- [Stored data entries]
'''

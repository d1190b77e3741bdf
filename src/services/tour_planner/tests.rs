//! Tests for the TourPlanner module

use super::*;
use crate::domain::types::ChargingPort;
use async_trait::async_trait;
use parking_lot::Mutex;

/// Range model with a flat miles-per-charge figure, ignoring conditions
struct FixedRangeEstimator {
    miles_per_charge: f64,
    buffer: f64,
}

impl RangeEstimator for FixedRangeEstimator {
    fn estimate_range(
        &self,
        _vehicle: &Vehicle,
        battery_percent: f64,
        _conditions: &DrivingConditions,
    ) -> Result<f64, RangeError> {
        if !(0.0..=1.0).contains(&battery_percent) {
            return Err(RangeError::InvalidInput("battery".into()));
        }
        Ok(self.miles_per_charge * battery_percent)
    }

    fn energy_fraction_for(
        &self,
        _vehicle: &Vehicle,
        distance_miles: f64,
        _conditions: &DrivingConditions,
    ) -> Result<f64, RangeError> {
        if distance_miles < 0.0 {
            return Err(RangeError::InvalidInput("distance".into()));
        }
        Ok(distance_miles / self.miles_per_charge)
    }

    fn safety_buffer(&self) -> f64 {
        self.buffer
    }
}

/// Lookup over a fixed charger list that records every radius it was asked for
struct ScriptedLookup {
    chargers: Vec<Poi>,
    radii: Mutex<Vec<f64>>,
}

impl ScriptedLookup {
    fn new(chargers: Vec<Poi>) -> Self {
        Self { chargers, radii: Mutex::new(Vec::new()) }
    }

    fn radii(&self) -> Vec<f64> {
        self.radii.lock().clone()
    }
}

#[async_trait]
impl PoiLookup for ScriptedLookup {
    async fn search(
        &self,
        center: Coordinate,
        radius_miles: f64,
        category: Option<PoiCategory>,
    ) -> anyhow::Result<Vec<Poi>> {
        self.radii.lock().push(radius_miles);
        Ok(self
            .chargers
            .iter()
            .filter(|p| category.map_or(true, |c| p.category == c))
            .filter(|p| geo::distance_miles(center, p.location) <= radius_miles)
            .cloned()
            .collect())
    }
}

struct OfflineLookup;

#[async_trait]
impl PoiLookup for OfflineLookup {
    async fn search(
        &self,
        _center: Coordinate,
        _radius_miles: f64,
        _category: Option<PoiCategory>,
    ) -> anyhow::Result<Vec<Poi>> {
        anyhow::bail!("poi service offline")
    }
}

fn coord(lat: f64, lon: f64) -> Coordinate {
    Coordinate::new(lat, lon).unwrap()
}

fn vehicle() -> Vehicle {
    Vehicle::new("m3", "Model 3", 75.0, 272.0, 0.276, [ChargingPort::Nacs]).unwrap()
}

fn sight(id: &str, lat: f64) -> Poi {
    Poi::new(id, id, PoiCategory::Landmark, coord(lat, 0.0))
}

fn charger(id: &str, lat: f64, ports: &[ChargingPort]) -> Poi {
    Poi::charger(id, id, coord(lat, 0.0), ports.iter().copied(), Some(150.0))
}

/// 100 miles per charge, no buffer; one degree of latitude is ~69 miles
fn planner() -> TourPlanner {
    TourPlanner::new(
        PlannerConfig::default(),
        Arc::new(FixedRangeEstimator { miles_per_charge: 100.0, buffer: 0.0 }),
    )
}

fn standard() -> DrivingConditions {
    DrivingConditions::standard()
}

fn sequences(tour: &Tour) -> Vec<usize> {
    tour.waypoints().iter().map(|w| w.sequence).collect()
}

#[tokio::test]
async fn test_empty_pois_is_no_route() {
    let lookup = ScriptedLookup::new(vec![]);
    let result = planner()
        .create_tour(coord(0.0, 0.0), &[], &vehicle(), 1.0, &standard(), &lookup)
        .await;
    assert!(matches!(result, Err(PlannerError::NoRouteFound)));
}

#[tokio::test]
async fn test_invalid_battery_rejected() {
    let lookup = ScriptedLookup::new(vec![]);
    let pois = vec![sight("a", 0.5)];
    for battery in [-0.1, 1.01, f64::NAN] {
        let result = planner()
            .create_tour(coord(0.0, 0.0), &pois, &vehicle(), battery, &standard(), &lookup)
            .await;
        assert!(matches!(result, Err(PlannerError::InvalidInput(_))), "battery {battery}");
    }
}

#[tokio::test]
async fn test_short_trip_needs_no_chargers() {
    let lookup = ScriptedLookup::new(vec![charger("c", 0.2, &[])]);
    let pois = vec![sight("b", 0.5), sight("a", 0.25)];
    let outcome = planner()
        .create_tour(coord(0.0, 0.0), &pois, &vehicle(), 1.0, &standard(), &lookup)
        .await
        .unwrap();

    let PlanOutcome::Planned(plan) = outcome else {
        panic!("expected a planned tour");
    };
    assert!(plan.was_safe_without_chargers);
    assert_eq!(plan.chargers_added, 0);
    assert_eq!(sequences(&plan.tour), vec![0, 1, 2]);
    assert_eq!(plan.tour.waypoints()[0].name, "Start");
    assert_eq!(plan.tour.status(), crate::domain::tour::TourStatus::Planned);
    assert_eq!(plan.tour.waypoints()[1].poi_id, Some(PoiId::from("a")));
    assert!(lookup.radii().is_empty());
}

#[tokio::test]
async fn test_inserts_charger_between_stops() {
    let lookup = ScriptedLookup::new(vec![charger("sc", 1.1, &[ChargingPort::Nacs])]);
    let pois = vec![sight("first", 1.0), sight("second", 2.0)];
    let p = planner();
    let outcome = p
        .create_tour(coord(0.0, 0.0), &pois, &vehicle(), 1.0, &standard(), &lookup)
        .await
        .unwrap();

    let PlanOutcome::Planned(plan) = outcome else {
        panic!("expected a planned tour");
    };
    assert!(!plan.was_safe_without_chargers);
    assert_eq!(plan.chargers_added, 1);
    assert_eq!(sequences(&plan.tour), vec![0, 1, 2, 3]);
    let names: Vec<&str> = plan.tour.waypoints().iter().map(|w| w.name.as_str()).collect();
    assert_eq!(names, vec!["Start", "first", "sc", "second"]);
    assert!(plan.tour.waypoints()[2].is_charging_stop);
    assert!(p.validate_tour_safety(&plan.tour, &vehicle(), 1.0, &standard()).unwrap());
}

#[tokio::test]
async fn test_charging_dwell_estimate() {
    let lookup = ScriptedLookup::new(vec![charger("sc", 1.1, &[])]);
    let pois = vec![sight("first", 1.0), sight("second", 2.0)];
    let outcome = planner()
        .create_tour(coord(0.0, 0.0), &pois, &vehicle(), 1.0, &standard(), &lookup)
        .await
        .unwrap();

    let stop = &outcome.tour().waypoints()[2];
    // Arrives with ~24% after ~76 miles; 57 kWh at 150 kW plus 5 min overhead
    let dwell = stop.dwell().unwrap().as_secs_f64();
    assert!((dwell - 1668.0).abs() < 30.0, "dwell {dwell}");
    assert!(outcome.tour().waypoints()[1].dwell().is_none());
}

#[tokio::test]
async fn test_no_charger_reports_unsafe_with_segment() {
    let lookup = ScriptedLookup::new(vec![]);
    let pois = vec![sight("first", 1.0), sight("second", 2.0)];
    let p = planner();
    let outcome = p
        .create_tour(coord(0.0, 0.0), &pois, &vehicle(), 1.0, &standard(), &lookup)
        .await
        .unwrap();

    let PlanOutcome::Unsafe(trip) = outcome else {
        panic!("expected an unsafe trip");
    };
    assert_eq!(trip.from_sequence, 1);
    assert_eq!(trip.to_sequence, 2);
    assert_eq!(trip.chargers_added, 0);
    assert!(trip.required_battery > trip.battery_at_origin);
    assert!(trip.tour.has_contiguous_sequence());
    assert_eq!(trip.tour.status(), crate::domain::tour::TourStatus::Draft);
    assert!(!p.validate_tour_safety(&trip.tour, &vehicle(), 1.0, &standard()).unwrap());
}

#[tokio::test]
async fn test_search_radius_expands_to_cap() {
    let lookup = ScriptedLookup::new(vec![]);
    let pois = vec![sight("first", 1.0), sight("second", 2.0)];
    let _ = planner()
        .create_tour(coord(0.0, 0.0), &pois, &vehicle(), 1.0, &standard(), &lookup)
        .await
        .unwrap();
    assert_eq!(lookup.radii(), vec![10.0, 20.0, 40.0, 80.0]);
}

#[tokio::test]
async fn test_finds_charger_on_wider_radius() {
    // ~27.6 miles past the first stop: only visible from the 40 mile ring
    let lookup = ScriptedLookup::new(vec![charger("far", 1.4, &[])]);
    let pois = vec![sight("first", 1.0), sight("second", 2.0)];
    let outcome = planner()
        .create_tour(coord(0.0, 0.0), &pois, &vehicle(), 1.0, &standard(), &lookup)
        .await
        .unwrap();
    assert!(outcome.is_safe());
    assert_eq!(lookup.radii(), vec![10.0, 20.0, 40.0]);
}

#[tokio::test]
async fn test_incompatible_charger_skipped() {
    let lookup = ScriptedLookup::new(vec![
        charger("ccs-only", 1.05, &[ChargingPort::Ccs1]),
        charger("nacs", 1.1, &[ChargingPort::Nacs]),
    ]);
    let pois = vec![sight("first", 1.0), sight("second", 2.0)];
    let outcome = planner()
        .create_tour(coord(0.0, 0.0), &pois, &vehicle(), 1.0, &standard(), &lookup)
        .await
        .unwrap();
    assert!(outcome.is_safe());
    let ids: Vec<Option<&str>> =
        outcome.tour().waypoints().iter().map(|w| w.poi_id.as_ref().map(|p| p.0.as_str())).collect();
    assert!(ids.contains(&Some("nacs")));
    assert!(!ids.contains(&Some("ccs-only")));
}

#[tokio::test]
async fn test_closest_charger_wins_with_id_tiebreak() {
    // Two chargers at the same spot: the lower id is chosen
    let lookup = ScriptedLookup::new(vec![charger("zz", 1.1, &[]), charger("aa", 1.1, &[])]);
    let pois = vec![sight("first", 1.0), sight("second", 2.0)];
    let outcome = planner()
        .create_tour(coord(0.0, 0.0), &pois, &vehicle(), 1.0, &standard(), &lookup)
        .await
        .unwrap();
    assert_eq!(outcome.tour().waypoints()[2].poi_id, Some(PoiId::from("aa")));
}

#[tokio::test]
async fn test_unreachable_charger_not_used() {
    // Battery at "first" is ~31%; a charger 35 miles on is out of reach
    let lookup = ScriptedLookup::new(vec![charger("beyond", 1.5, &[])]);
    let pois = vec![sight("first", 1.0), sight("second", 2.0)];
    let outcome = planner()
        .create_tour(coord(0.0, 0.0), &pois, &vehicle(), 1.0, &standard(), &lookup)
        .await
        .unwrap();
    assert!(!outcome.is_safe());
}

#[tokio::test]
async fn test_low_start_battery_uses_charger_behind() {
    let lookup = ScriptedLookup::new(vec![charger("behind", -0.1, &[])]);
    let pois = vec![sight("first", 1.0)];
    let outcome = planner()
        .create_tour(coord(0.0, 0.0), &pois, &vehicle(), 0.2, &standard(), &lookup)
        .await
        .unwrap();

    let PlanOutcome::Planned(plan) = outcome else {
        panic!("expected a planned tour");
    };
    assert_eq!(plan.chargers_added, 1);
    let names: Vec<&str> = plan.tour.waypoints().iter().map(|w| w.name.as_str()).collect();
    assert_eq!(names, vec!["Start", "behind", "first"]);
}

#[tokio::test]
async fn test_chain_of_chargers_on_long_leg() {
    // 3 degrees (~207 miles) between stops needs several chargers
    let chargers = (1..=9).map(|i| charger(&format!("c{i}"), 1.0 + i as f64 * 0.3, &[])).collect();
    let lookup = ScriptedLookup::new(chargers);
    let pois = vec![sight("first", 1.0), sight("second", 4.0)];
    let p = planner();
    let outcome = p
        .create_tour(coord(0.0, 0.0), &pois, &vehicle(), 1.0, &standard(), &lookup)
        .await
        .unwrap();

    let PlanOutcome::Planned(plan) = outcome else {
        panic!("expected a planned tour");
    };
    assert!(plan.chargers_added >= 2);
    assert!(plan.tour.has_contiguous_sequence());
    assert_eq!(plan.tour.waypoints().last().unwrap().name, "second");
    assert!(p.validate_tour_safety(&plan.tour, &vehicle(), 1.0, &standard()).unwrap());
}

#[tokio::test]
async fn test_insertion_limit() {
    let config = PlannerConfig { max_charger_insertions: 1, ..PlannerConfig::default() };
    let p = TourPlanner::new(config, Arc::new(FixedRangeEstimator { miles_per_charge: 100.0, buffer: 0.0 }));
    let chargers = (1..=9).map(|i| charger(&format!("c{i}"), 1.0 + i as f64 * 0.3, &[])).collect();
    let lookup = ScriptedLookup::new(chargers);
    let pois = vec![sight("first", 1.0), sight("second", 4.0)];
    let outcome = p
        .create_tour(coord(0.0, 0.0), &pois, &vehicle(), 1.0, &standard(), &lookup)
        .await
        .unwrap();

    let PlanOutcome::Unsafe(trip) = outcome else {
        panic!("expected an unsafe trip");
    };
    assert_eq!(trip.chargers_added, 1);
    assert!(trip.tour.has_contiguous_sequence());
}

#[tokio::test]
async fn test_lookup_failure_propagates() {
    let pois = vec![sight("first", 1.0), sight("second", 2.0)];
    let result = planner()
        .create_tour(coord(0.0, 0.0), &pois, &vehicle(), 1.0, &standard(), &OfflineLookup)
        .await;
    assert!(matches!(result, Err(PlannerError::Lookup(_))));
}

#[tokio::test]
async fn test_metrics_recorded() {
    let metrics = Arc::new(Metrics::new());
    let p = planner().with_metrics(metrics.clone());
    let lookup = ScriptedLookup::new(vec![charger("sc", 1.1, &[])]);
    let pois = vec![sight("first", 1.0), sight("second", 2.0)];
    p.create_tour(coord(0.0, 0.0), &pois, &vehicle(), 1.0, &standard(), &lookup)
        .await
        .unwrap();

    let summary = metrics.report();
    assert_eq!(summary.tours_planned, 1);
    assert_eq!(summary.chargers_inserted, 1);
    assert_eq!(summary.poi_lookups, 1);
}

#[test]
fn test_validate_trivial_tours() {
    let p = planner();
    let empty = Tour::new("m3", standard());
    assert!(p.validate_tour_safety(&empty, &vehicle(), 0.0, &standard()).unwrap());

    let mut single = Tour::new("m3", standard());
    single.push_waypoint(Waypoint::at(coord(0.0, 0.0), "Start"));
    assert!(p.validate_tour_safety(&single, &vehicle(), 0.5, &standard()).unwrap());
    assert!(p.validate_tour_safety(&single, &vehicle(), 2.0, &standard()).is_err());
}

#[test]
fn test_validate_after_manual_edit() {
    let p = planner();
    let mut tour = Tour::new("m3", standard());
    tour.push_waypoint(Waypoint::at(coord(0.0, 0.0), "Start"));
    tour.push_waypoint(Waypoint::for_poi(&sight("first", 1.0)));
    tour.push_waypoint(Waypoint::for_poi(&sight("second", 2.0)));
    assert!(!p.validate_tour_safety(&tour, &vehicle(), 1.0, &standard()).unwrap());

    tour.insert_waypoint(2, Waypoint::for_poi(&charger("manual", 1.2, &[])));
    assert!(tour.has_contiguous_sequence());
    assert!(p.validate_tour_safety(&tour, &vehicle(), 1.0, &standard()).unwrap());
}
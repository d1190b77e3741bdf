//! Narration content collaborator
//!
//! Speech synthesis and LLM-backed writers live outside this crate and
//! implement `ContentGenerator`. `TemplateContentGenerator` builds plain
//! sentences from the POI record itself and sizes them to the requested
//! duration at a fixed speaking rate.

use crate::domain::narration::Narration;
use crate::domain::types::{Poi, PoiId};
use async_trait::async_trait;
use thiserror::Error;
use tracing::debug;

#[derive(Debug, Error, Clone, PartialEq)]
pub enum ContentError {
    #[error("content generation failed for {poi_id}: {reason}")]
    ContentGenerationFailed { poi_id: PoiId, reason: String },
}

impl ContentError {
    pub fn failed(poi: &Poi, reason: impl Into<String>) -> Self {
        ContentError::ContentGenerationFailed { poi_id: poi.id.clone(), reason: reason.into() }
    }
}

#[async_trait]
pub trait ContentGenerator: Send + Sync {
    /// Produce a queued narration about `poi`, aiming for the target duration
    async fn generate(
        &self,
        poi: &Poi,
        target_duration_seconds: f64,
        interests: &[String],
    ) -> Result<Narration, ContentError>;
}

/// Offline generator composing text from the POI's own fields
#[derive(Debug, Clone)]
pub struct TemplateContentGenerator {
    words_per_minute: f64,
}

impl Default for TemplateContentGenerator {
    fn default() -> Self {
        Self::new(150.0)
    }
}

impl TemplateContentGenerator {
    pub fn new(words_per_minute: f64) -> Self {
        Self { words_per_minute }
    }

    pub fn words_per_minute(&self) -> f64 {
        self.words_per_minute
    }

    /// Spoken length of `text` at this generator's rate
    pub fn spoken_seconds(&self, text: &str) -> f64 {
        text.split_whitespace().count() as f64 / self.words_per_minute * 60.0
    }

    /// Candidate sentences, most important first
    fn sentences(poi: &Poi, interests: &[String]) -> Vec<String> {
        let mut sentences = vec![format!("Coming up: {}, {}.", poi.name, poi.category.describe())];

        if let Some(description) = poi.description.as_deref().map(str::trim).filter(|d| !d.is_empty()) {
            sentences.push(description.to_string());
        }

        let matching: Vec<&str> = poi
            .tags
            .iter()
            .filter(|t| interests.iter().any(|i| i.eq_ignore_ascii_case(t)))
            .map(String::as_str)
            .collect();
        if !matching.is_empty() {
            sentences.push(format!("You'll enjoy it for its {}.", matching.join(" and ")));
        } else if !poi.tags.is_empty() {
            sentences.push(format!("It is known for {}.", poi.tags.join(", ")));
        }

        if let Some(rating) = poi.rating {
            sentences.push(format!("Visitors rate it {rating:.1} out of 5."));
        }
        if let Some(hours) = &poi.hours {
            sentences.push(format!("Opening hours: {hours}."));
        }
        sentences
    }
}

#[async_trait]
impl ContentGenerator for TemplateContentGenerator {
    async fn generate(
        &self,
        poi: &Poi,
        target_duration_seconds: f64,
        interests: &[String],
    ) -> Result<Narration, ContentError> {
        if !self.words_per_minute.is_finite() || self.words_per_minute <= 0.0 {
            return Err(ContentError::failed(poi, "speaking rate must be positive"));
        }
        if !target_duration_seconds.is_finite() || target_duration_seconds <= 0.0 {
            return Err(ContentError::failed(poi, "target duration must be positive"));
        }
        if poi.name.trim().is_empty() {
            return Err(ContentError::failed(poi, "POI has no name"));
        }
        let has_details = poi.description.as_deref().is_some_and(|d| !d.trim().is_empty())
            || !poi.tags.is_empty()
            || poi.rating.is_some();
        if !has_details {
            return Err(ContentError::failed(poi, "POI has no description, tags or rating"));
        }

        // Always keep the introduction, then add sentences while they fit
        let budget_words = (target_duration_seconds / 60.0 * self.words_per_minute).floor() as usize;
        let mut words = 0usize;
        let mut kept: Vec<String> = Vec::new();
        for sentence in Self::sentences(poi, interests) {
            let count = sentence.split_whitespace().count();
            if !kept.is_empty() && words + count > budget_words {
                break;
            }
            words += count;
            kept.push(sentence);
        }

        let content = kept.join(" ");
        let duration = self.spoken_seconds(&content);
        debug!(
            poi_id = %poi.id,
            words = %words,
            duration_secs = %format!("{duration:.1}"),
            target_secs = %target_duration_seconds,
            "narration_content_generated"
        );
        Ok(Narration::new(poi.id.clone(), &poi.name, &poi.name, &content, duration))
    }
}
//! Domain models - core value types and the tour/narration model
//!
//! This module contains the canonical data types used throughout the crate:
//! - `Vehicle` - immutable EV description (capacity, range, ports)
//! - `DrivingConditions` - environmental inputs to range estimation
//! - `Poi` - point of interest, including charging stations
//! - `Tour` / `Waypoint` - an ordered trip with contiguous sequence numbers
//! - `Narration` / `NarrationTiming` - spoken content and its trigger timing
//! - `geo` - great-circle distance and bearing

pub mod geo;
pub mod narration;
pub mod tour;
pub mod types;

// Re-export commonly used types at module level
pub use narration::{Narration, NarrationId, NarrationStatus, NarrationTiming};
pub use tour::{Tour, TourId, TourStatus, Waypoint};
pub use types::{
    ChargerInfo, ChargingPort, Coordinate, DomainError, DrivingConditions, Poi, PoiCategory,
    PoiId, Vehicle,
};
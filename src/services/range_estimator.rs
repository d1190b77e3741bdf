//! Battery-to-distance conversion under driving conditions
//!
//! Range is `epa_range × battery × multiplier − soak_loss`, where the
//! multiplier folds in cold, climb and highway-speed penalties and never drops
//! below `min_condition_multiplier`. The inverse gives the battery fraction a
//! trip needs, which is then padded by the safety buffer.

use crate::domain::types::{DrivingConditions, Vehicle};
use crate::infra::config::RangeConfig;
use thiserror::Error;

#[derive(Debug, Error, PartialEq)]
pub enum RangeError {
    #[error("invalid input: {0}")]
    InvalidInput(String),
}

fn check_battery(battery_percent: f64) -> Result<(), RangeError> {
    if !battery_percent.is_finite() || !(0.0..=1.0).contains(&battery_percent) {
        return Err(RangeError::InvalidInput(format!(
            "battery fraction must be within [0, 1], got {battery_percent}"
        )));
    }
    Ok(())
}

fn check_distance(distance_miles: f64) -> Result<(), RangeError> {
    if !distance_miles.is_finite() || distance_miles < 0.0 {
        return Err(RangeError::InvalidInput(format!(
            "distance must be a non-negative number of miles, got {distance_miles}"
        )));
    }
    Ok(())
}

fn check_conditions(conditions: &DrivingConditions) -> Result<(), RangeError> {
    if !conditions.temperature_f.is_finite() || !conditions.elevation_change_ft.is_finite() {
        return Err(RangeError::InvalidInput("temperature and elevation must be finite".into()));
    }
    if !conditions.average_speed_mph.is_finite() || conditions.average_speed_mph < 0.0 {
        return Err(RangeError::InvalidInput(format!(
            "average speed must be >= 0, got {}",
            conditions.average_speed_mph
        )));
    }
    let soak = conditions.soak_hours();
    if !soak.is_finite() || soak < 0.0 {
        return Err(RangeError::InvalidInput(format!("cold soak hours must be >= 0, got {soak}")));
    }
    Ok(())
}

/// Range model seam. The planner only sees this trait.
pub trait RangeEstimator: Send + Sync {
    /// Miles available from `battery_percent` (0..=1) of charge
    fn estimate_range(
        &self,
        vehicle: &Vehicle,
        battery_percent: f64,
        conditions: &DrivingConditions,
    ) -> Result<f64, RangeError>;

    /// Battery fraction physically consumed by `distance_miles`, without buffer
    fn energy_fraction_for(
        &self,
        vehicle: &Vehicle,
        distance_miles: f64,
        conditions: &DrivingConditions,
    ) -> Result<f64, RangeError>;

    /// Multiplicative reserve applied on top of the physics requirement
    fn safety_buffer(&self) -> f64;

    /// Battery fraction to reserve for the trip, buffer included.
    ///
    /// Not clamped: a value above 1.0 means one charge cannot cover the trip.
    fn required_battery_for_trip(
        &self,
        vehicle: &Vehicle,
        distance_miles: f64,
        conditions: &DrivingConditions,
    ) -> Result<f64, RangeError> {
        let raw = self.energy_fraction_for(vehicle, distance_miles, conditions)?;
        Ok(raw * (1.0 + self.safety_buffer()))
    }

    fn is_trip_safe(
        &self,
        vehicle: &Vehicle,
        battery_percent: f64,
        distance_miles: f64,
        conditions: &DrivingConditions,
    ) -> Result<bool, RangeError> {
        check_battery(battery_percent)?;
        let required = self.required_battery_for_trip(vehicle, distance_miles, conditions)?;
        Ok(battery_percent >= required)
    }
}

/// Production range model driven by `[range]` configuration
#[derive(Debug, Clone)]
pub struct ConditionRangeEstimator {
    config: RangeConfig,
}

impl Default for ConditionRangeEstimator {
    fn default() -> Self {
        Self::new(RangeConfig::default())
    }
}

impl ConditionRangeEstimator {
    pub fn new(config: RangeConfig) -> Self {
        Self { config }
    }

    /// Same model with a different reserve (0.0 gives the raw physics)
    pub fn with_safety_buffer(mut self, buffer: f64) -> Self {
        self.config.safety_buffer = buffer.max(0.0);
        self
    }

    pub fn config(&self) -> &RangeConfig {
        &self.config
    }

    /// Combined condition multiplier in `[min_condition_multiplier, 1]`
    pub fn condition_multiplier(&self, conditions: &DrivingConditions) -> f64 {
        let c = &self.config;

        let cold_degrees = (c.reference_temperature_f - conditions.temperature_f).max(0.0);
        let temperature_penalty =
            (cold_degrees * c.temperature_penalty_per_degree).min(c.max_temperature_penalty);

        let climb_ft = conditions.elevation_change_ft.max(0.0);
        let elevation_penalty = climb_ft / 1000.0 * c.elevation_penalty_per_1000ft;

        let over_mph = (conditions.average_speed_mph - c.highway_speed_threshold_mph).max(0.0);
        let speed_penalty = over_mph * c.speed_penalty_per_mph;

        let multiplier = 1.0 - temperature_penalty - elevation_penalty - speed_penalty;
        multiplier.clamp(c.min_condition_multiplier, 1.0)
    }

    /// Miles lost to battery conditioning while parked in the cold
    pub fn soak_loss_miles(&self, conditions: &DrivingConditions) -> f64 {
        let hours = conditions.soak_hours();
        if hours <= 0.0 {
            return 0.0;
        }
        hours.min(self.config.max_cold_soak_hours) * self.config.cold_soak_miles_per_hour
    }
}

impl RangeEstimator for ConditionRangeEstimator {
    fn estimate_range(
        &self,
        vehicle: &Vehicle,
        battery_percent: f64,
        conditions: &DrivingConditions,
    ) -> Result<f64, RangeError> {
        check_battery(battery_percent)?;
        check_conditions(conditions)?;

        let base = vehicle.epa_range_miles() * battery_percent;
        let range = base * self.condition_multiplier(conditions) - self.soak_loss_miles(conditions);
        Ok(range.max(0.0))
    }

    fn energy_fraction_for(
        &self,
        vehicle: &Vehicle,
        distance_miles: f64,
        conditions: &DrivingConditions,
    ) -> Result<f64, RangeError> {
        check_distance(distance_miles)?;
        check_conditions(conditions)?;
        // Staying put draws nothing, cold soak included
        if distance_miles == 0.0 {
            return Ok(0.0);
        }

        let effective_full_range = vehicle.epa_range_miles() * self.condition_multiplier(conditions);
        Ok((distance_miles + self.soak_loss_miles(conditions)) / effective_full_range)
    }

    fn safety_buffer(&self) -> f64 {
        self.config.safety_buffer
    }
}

'''

- [DESCRIPTION OF THE TASK] Restate the data word for word. Begin at its first line, end at the line that contains "impl RangeEstimator for FixedRangeEstimator", and include both.

- [RESPONSE TO THIS EXERCISE]
repository d1190b77e3741bdf
filename src/services/tour_planner/tests.rs
//! Tests for the TourPlanner module

use super::*;
use crate::domain::types::ChargingPort;
use async_trait::async_trait;
use parking_lot::Mutex;

/// Range model with a flat miles-per-charge figure, ignoring conditions
struct FixedRangeEstimator {
    miles_per_charge: f64,
    buffer: f64,
}

impl RangeEstimator for FixedRangeEstimator {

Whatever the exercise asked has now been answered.